University researchers have published details of a new attack method they call “Trojan Source” that injects vulnerabilities into the source code of a software project in a way that human examiners cannot detect. .
Trojan Source relies on a simple trick that does not require modifying the compiler to create vulnerable binaries.
The method works with some of the most used programming languages ââtoday, and adversaries could use it for supply chain attacks.
Abuse of text encoding standards
Researchers at the University of Cambridge, UK, have disclosed and demonstrated the class of “Trojan Source” attacks that could compromise proprietary software and supply chains.
âThe trick is to use Unicode control characters to rearrange the tokens in the source code at the encoding level,â reveals Nicholas Boucher, one of the researchers who discovered Trojan Source.
âWe have discovered ways to manipulate the encoding of source code files so that human viewers and compilers see different logic. One particularly pernicious method is using Unicode directionality wildcards to display the code as an anagram of its true logic, âsaid Ross Anderson, the other researcher behind the test of the Trojan Source attack method.
By using control characters embedded in comments and strings, a malicious actor can rearrange the source code to change its logic to create an exploitable vulnerability.
Bidirectional and homoglyph attack
Researchers have shown that one way to do this is to use Unicode controls for bidirectional text (for example, LRI -isolate from left to right and RLI -isolate from right to left) to dictate the direction in which the content is displayed. This method is now followed under the name CVE-2021-42574.
The LRI and RLI bidirectional controls (Bidi) are invisible characters, and they are not the only ones.

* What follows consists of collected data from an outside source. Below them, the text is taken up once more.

/// Edit operation kind in a symmetric diff.
#[derive(Debug, Clone, Copy, PartialEq, Eq)]
pub enum DiffKind {
    Equal,
    Insert,
    Delete,
}

/// One run of a diff script: a kind plus the text it covers.
///
/// Concatenating `Equal` + `Delete` runs in order reconstructs the old text;
/// `Equal` + `Insert` runs reconstruct the new text.
#[derive(Debug, Clone, PartialEq, Eq)]
pub struct DiffOp {
    pub kind: DiffKind,
    pub text: String,
}

impl DiffOp {
    #[must_use]
    pub fn equal(text: impl Into<String>) -> Self {
        Self {
            kind: DiffKind::Equal,
            text: text.into(),
        }
    }

    #[must_use]
    pub fn insert(text: impl Into<String>) -> Self {
        Self {
            kind: DiffKind::Insert,
            text: text.into(),
        }
    }

    #[must_use]
    pub fn delete(text: impl Into<String>) -> Self {
        Self {
            kind: DiffKind::Delete,
            text: text.into(),
        }
    }

    /// Length of this run in chars.
    #[must_use]
    pub fn char_len(&self) -> usize {
        self.text.chars().count()
    }
}

/// Kind of a forward-only run over the new text. Deletions have no extent in
/// the new text and are dropped when projecting.
#[derive(Debug, Clone, Copy, PartialEq, Eq)]
pub enum RunKind {
    Equal,
    Insert,
}

/// A contiguous `[start, end)` char span of the new text, tagged with whether
/// it was carried over or newly inserted. Runs tile the new text exactly.
#[derive(Debug, Clone, Copy, PartialEq, Eq)]
pub struct DiffRun {
    pub start: usize,
    pub end: usize,
    pub kind: RunKind,
}

impl DiffRun {
    #[must_use]
    pub const fn len(&self) -> usize {
        self.end - self.start
    }

    #[must_use]
    pub const fn is_empty(&self) -> bool {
        self.start == self.end
    }
}

/// Concatenation of equal + delete runs, i.e. the old text.
#[must_use]
pub fn reconstruct_old(ops: &[DiffOp]) -> String {
    ops.iter()
        .filter(|op| op.kind != DiffKind::Insert)
        .map(|op| op.text.as_str())
        .collect()
}

/// Concatenation of equal + insert runs, i.e. the new text.
#[must_use]
pub fn reconstruct_new(ops: &[DiffOp]) -> String {
    ops.iter()
        .filter(|op| op.kind != DiffKind::Delete)
        .map(|op| op.text.as_str())
        .collect()
}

By injecting these instructions, a compiler can compile completely different code than what a human sees.
In the image below, using the RLI / RLI controls inside the string, the second line is compiled while the human eye reads it as a comment that the compiler would ignore.
By injecting Unicode Bidi wildcards into comments and strings, an adversary could “produce syntactically valid source code in most modern languages ââfor which the order in which the characters are displayed has logic that deviates from the real logic â.
Another way is a homoglyphic attack (CVE-2021-42694), where two different characters have a similar visual representation, such as the number “zero” and the letter “O” or the lowercase “L” and the uppercase “i” . “
In a Homoglyph Trojan Source attack as shown below, the human eye will see the two identical functions, while the compiler distinguishes between the Latin “H” and the Cyrillic “H” and treats the code as having two different functions. , so the result will not be the same.
In a paper [PDF] Detailing the new Trojan Source attack method, the researchers point out that bidirectional wildcard characters (Bidi) persist through the action of copy / paste on most browsers, editors and operating systems.
Researchers tested the Trojan Source attack against several code editors and web repositories commonly used in programming and found that their method worked on many of them.
Following the principle of using Bidi replacements to create valid code when reordered, researchers have found at least three techniques for exploiting source code:
- Early returns – hide a real ‘return’ statement in a comment so that it can cause a function to return sooner than it looks
- Comment – trick human review by placing important code, such as a conditional, in a comment so that it is not taken into account by the compiler or interpreter
- Stretched strings – reverse the order of the code so that it appears to be outside of a string literal
One way to defend against Trojan Source is to reject the use of control characters for text directionality in language specifications and in compilers that implement languages.
“In most cases, this simple solution may be sufficient. If an application wants to print text that requires Bidi replacements, developers can generate these characters using escape sequences rather than potentially embedding characters. dangerous in the source code “
On July 25, researchers informed several maintainers of products affected by the Trojan Source attack method and set a 99-day embargo disclosure period.
The CERT Coordination Center also received a vulnerability report and assisted with coordinated disclosure by providing a shared communication platform for vendors implementing defenses.
As a result of their report, the researchers received an average of $ 2,246 in bug bounties from five of the recipients, although 11 of them had a bug bounty program.
At present, several compilers are unable to stop the Trojan Source attack method, although nearly two dozen software vendors are aware of the threat.
Since many maintainers have yet to implement a fix, the two researchers recommend that governments and businesses identify their vendors and push them to adopt the necessary defenses.
“The fact that the Trojan Source vulnerability affects nearly all computer languages ââmakes it a rare opportunity for a system-wide and environmentally sound comparison of responses between platforms and between vendors.”
The researchers added that three companies that maintain code repositories are currently deploying defenses against Trojan Source.
In a repository on GitHub, they provide proof of concept (PoC) scripts that demonstrate how threatening the Trojan Source attack can be.